• Problem:
If a line in the data has the string "keywords", please show it.

(Saved entries)
○ ○ ○
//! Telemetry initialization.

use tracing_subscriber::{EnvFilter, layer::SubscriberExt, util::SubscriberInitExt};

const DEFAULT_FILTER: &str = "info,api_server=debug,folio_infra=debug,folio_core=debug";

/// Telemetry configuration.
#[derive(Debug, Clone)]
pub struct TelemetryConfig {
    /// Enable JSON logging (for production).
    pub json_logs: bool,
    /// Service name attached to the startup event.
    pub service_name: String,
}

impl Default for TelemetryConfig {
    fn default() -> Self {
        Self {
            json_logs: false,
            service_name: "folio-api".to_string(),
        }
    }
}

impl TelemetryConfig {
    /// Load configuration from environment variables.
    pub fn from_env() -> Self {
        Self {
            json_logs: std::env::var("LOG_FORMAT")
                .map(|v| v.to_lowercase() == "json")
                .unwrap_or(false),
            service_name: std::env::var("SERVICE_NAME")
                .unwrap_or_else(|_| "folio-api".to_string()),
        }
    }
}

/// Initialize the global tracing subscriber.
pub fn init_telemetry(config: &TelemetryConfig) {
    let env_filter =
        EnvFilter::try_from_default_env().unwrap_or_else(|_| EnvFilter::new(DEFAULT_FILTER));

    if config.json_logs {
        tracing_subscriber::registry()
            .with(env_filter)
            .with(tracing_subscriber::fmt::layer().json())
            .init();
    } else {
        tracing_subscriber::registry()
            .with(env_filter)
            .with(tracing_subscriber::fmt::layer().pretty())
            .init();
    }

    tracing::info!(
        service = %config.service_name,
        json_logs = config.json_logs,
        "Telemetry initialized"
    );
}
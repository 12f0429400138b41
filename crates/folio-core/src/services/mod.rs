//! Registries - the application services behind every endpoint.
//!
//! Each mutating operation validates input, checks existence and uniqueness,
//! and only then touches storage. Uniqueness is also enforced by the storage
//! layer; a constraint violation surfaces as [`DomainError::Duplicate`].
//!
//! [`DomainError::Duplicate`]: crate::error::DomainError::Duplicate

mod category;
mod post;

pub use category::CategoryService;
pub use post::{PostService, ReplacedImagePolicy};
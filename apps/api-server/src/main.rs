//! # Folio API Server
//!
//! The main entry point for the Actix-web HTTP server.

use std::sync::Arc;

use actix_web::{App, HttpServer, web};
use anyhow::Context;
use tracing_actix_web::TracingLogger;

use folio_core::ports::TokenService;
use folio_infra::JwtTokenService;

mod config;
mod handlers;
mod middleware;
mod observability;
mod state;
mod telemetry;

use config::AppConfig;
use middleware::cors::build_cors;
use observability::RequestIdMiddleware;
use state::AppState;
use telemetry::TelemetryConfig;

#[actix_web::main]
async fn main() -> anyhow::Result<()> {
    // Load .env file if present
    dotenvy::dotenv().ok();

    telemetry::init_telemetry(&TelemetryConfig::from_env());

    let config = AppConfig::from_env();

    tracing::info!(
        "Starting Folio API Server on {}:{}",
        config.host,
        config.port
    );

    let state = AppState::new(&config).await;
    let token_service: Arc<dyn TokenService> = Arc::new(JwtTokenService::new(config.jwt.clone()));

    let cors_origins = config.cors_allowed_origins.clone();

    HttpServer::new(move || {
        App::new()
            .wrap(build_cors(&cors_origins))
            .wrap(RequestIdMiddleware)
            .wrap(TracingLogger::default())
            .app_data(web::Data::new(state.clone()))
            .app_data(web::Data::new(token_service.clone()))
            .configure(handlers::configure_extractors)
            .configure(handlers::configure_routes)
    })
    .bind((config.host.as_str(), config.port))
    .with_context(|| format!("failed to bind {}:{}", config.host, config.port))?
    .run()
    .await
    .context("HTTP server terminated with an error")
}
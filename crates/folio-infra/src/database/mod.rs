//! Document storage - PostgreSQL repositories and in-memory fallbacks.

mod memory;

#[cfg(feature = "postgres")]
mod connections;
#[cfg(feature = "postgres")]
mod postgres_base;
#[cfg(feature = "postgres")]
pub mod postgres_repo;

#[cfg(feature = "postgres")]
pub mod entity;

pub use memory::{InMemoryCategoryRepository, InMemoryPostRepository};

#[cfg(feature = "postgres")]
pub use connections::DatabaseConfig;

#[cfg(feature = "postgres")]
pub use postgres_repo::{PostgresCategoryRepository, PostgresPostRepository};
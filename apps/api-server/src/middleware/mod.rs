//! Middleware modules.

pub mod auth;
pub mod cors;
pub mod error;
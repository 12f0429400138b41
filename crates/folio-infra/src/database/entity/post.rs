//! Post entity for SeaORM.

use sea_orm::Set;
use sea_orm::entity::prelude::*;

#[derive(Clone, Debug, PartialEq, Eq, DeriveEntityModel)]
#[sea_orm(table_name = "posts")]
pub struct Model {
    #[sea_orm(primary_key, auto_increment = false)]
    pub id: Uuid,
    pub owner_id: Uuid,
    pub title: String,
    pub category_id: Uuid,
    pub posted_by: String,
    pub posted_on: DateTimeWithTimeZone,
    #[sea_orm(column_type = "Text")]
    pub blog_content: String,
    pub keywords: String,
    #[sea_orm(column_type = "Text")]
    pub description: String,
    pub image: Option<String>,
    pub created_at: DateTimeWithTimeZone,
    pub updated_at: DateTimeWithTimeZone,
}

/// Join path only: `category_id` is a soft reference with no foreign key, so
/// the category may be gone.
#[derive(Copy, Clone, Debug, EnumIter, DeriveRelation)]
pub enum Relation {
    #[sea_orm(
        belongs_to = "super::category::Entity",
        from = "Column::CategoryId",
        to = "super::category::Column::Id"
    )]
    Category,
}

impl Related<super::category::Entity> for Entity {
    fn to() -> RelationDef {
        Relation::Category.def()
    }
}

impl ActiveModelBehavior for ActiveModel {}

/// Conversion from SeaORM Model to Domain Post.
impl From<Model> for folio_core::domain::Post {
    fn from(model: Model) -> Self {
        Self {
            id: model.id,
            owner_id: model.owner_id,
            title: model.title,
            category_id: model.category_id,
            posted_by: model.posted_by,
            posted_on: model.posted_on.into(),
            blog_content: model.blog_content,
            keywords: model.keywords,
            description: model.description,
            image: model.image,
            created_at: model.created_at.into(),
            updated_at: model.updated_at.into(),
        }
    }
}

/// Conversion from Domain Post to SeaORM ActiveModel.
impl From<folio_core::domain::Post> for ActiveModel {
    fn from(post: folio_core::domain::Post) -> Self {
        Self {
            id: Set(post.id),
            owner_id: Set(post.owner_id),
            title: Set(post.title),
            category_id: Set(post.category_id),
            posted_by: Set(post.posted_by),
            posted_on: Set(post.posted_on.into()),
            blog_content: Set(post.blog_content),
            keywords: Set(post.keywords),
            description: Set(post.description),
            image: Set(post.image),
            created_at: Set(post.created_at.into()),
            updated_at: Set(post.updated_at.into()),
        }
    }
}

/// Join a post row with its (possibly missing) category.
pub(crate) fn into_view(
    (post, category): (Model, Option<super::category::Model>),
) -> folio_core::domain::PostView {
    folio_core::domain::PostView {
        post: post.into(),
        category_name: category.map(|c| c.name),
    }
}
○ ○ ○
• Exercise answer:
    pub keywords: String,
            keywords: model.keywords,
            keywords: Set(post.keywords),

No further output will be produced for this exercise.